“Fëdor Dostoevskij and Eduard Manet”

Pietro Svetlich
4 min readAug 21, 2020

-In 1862 Dostoevsky travels around Europe and observes the effects of the industrial and cultural revolution. He makes a comparison with Russia and take notes of the superficiality of the European environment and of the city of Paris.

-In 1863 Eduard Manet, using his pictorial technique, scandalizes Paris and the aforementioned Parisians by exhibiting “Luncheon on the grass” at the Hall of Refused.

-From the written impressions of Dostoevsky to the impressions painted by Manet to conclude with the reactions aroused in spectators and readers.

In “Winter notes on summer impressions” the author begins to write saying that he does not want to report precise data, for the data there are encyclopedias and guides, but he wants to convey sincere impressions to his readers. Dostoevsky does not like the homologation of thought such that you go to check on “authoritative sources” if your thoughts are right. For Dostoevsky this is true both for Russian and European citizens.

The author wants the citizens, both the bourgeois who have started new jobs linked to industrialization and the peasants who continue to work the land, to advance culturally and that the education they receive is not a “list of rules” to obey but a stimulus for reasoning.

Unfortunately, Dostoevsky is disappointed both at home and abroad.
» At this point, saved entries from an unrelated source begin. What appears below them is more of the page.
//! `catalog-core`: domain foundation building blocks.
//!
//! This crate contains **pure domain** primitives (no infrastructure concerns).

pub mod aggregate;
pub mod entity;
pub mod error;
pub mod id;
pub mod value_object;

pub use aggregate::AggregateRoot;
pub use entity::Entity;
pub use error::{DomainError, DomainResult};
pub use id::{ProductId, SellerId};
pub use value_object::ValueObject;
//! Product persistence boundary (repository port) and its adapters.
//!
//! The domain never talks to storage; application code loads a `Product`
//! through this port, asks it for a new snapshot, and hands that back to `save`.

pub mod in_memory;
pub mod json_file;
pub mod r#trait;

pub use in_memory::InMemoryProductRepository;
pub use json_file::JsonFileProductRepository;
pub use r#trait::{ProductRepository, RepositoryError};
//! Tracing/logging initialization.
//!
//! JSON lines on stdout, filtered through `RUST_LOG` (default `info`).

use tracing_subscriber::EnvFilter;

pub const DEFAULT_FILTER: &str = "info";

/// Filter from `RUST_LOG`, or [`DEFAULT_FILTER`] when unset or invalid.
pub fn env_filter() -> EnvFilter {
    EnvFilter::try_from_default_env().unwrap_or_else(|_| EnvFilter::new(DEFAULT_FILTER))
}

/// Initialize tracing/logging for the process.
///
/// Safe to call multiple times (subsequent calls are no-ops).
pub fn init() {
    let _ = tracing_subscriber::fmt()
        .with_env_filter(env_filter())
        .json()
        .with_timer(tracing_subscriber::fmt::time::SystemTime)
        .with_target(false)
        .try_init();
}
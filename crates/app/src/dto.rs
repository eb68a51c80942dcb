use rust_decimal::Decimal;
use serde::{Deserialize, Serialize};

use catalog_core::SellerId;
use catalog_infra::ProductRecord;
use catalog_products::{
    Dimensions, ListingType, Product, ProductBuilder, ProductCondition, ProductStatus,
};

pub const MAX_TITLE_CHARS: usize = 100;
pub const MAX_DESCRIPTION_CHARS: usize = 2000;
pub const MAX_PRICE_INTEGER_DIGITS: u32 = 10;
pub const MAX_PRICE_FRACTION_DIGITS: u32 = 2;
pub const SUPPORTED_CURRENCIES: [&str; 8] = ["ARS", "USD", "BRL", "MXN", "COP", "CLP", "UYU", "PEN"];

// -------------------------
// Request DTOs
// -------------------------

/// Create/update payload for a product.
///
/// Everything is optional at the wire level so that [`ProductRequest::validate`]
/// can report every missing field at once instead of failing on the first one.
#[derive(Debug, Clone, Default, PartialEq, Serialize, Deserialize)]
#[serde(default)]
pub struct ProductRequest {
    pub title: Option<String>,
    pub description: Option<String>,
    pub price: Option<Decimal>,
    pub currency: Option<String>,
    pub available_quantity: Option<i64>,
    pub status: Option<ProductStatus>,
    pub category: Option<String>,
    pub subcategory: Option<String>,
    pub seller_id: Option<SellerId>,
    pub seller_name: Option<String>,
    pub listing_type: Option<ListingType>,
    pub free_shipping: Option<bool>,
    pub shipping_cost: Option<Decimal>,
    pub weight: Option<f64>,
    pub width: Option<f64>,
    pub height: Option<f64>,
    pub length: Option<f64>,
    pub images: Vec<String>,
    pub attributes: Vec<String>,
    pub condition: Option<ProductCondition>,
    pub brand: Option<String>,
    pub model: Option<String>,
    pub sku: Option<String>,
    pub barcode: Option<String>,
    pub tags: Vec<String>,
    pub warranty: Option<String>,
    pub return_policy: Option<String>,
}

/// One rejected request field.
#[derive(Debug, Clone, PartialEq, Eq, Serialize)]
pub struct FieldViolation {
    pub field: String,
    pub message: String,
    pub rejected_value: Option<String>,
}

impl FieldViolation {
    fn new(field: &str, message: impl Into<String>, rejected_value: Option<String>) -> Self {
        Self {
            field: field.to_string(),
            message: message.into(),
            rejected_value,
        }
    }
}

impl core::fmt::Display for FieldViolation {
    fn fmt(&self, f: &mut core::fmt::Formatter<'_>) -> core::fmt::Result {
        write!(f, "{}: {}", self.field, self.message)
    }
}

impl ProductRequest {
    /// Every violated rule, in field order. Empty means the request is acceptable.
    pub fn validate(&self) -> Vec<FieldViolation> {
        let mut out = Vec::new();

        check_text(&mut out, "title", self.title.as_deref(), Some(MAX_TITLE_CHARS));
        check_text(
            &mut out,
            "description",
            self.description.as_deref(),
            Some(MAX_DESCRIPTION_CHARS),
        );
        check_price(&mut out, self.price);

        match self.currency.as_deref() {
            None => out.push(FieldViolation::new("currency", "Currency is required", None)),
            Some(c) if !SUPPORTED_CURRENCIES.contains(&c) => out.push(FieldViolation::new(
                "currency",
                format!("Currency must be one of {}", SUPPORTED_CURRENCIES.join(", ")),
                Some(c.to_string()),
            )),
            Some(_) => {}
        }

        match self.available_quantity {
            None => out.push(FieldViolation::new(
                "available_quantity",
                "Available quantity is required",
                None,
            )),
            Some(q) if q < 0 => out.push(FieldViolation::new(
                "available_quantity",
                "Available quantity must not be negative",
                Some(q.to_string()),
            )),
            Some(q) if q > i64::from(u32::MAX) => out.push(FieldViolation::new(
                "available_quantity",
                format!("Available quantity must be at most {}", u32::MAX),
                Some(q.to_string()),
            )),
            Some(_) => {}
        }

        if self.status.is_none() {
            out.push(FieldViolation::new("status", "Status is required", None));
        }

        check_text(&mut out, "category", self.category.as_deref(), None);
        check_text(&mut out, "subcategory", self.subcategory.as_deref(), None);

        if self.seller_id.is_none() {
            out.push(FieldViolation::new("seller_id", "Seller ID is required", None));
        }
        check_text(&mut out, "seller_name", self.seller_name.as_deref(), None);

        if self.free_shipping.is_none() {
            out.push(FieldViolation::new(
                "free_shipping",
                "Free shipping flag is required",
                None,
            ));
        }

        if let Some(cost) = self.shipping_cost {
            if cost < Decimal::ZERO {
                out.push(FieldViolation::new(
                    "shipping_cost",
                    "Shipping cost must not be negative",
                    Some(cost.to_string()),
                ));
            }
        }

        for (field, value) in [
            ("weight", self.weight),
            ("width", self.width),
            ("height", self.height),
            ("length", self.length),
        ] {
            if let Some(v) = value {
                if v.is_nan() || v < 0.0 {
                    out.push(FieldViolation::new(
                        field,
                        format!("{} must not be negative", capitalize(field)),
                        Some(v.to_string()),
                    ));
                }
            }
        }

        out
    }

    /// Copy every request-owned field onto `builder`.
    ///
    /// Fields the request does not own (id, counters, rating, timestamps) keep
    /// whatever value the builder already carries.
    pub fn apply_to(self, builder: ProductBuilder) -> ProductBuilder {
        builder
            .basic_info(
                self.title.unwrap_or_default(),
                self.description,
                self.price.unwrap_or(Decimal::ZERO),
                self.currency,
            )
            .stock(self.available_quantity.unwrap_or(0))
            .status(self.status)
            .categorization(self.category, self.subcategory)
            .seller(self.seller_id, self.seller_name)
            .listing(self.listing_type, self.free_shipping)
            .shipping(self.shipping_cost)
            .dimensions(Dimensions::new(self.weight, self.width, self.height, self.length))
            .media(self.images, self.attributes)
            .condition(self.condition)
            .identification(self.sku, self.barcode, self.brand, self.model)
            .policies(self.warranty, self.return_policy, self.tags)
    }
}

fn check_text(out: &mut Vec<FieldViolation>, field: &str, value: Option<&str>, max_chars: Option<usize>) {
    let label = capitalize(field);
    match value {
        None => out.push(FieldViolation::new(field, format!("{label} is required"), None)),
        Some(v) if v.trim().is_empty() => out.push(FieldViolation::new(
            field,
            format!("{label} must not be blank"),
            Some(v.to_string()),
        )),
        Some(v) => {
            if let Some(max) = max_chars {
                if v.chars().count() > max {
                    out.push(FieldViolation::new(
                        field,
                        format!("{label} must be at most {max} characters"),
                        Some(v.to_string()),
                    ));
                }
            }
        }
    }
}

fn check_price(out: &mut Vec<FieldViolation>, price: Option<Decimal>) {
    let Some(price) = price else {
        out.push(FieldViolation::new("price", "Price is required", None));
        return;
    };

    if price <= Decimal::ZERO {
        out.push(FieldViolation::new(
            "price",
            "Price must be greater than zero",
            Some(price.to_string()),
        ));
        return;
    }

    let integer_limit = Decimal::from(10_i64.pow(MAX_PRICE_INTEGER_DIGITS));
    if price.trunc() >= integer_limit || price.normalize().scale() > MAX_PRICE_FRACTION_DIGITS {
        out.push(FieldViolation::new(
            "price",
            format!(
                "Price must have at most {MAX_PRICE_INTEGER_DIGITS} integer digits and \
                 {MAX_PRICE_FRACTION_DIGITS} decimals"
            ),
            Some(price.to_string()),
        ));
    }
}

// "seller_name" -> "Seller name"
fn capitalize(field: &str) -> String {
    let spaced = field.replace('_', " ");
    let mut chars = spaced.chars();
    match chars.next() {
        Some(first) => first.to_uppercase().chain(chars).collect(),
        None => String::new(),
    }
}

// -------------------------
// Response DTOs
// -------------------------

/// Outbound view of a product: the flat record plus derived flags.
#[derive(Debug, Clone, PartialEq, Serialize)]
pub struct ProductResponse {
    #[serde(flatten)]
    pub product: ProductRecord,
    pub is_available: bool,
    pub has_stock: bool,
    pub is_free_shipping: bool,
}

impl From<&Product> for ProductResponse {
    fn from(product: &Product) -> Self {
        Self {
            product: ProductRecord::from(product),
            is_available: product.is_available(),
            has_stock: product.has_stock(),
            is_free_shipping: product.is_free_shipping(),
        }
    }
}

impl From<Product> for ProductResponse {
    fn from(product: Product) -> Self {
        Self::from(&product)
    }
}
//! Linear, case-insensitive keyword matching over catalog fields.

use catalog_products::Product;

/// True when `keyword` occurs (case-insensitively) in the title, category,
/// subcategory, brand, description, any tag, model or sku.
///
/// A blank keyword matches nothing.
pub fn matches_keyword(product: &Product, keyword: &str) -> bool {
    if keyword.trim().is_empty() {
        return false;
    }
    let needle = keyword.to_lowercase();
    let contains = |field: Option<&str>| {
        field.is_some_and(|value| value.to_lowercase().contains(&needle))
    };

    contains(Some(product.title()))
        || contains(product.category())
        || contains(product.subcategory())
        || contains(product.brand())
        || contains(product.description())
        || product.tags().iter().any(|tag| contains(Some(tag)))
        || contains(product.model())
        || contains(product.sku())
}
The decline that Dostoevsky perceives is given by the fact that the former brigands who committed misdeeds out of necessity have now been replaced by honest people who behave “cowardly by virtue”. In this sense, the Russian and French nobility, and both the ruling classes of the two countries share the same defects despite the distances. Dostoevsky takes up the motto “Freedom, equality and fraternity” and observing the reality affirms that is not realized or even applied. Fact checking reveals that the new way of life has been elaborated precisely to maintain, by other means, differences and exploitation. We report that Dostoevsky, one year after the outbreak of the American Civil War, draws a parallel between the black slaves of the states of the south in the US and the part of the population who live in similar conditions in Paris, London and obviously in Russia.

“Winter notes on summer impressions” is considered a book in which Dostoevsky feeds his prejudice towards the West. I do not agree at all with this judgment which seems limited to the literal meaning of the work. Intrigued by the use of the word “impressions” in the title, I went to look for the “impressionists” par excellence and the first works of Eduard Manet, a precursor of the “Impressionist” current. In the year 1863, as everyone knows, “Luncheon on the grass” makes the headlines.

Here the fundamental facts: Manet confirms Dostoevsky’s impressions of Parisian citizenship, well dressed, but full of prejudices, who can read books but makes servile and unreasonable bows to both political and artistic orthodoxy. Dostoevsky’s observations show how profound is the lack of critical spirit of the new citizenship that arose thanks to the industrial revolution and how deep is the prejudice; better political institutions are needed.

“Luncheon on the grass” (1863)

At this point, “Luncheon on the grass” shown above should be seen in two ways. The first with our eyes in 2020 in which we can admire or not the painting technique and the second imagining that we live in the era in which it was exhibited. We are aware that nudes had been in vogue for some centuries, landscapes as well and therefore, one wonders why a woman without clothes sitting on a lawn is so surprising, with two men who do not even “observe” her but converse with each other.

What’s the problem? Her look towards the spectators? If this is the case, Dostoevsky’s impressions would be, I repeat, extremely truthful. In fact, even in the following years, Eduard Manet was never appreciated for his paintings and the critics continued his work of marginalization. Manet continued to counter the dominant thought with his paintings using official channels and therefore, he also revealed the impressions of Parisians and the reactions of Parisians despite the “grandeur”, education, the third estate, arts and crafts. At the end of the book there is the announcement, written by Dostoevsky, to promote his new magazine “Vremja” which will be published starting from January 1861, almost at the end the author explains that the editors will not hold back in the face of controversy, nor there will be hesitations to “annoy the geese of literature; their cry is sometimes useful: it announces the time that awaits us, even if it is not always enough to save the Capitol. “ (Pg 127. “Winter notes on summer impressions”. Ed. Feltrinelli). Again the intuition of Dostoevsky is carried forward by the paintings of Manet which regularly makes the geese of French critics quack as well as the bigoted citizenship.

For me, the work of both authors acquires an incalculable value.They have spent their lives trying to persuade the public to change their point of view to acquire their own, despite the violent orthodoxy that surrounded them. In this sense, even “The plum” of 1877 seems to be a portrait of a tired, alloyed bourgeoisie, devoted only to the superficiality of dressing and appearing.

The Plum ( 1877)

I conclude by repeating that the method of analysis of Manet and Dostoevsky today, bombarded with all information of dubious origin, is even more fundamental to extricate oneself from those who try to sell something, those who want to preserve the “status quo” and those who instead want to arouse a critical spirit and make emerge a coherent and independent “composition” of the facts.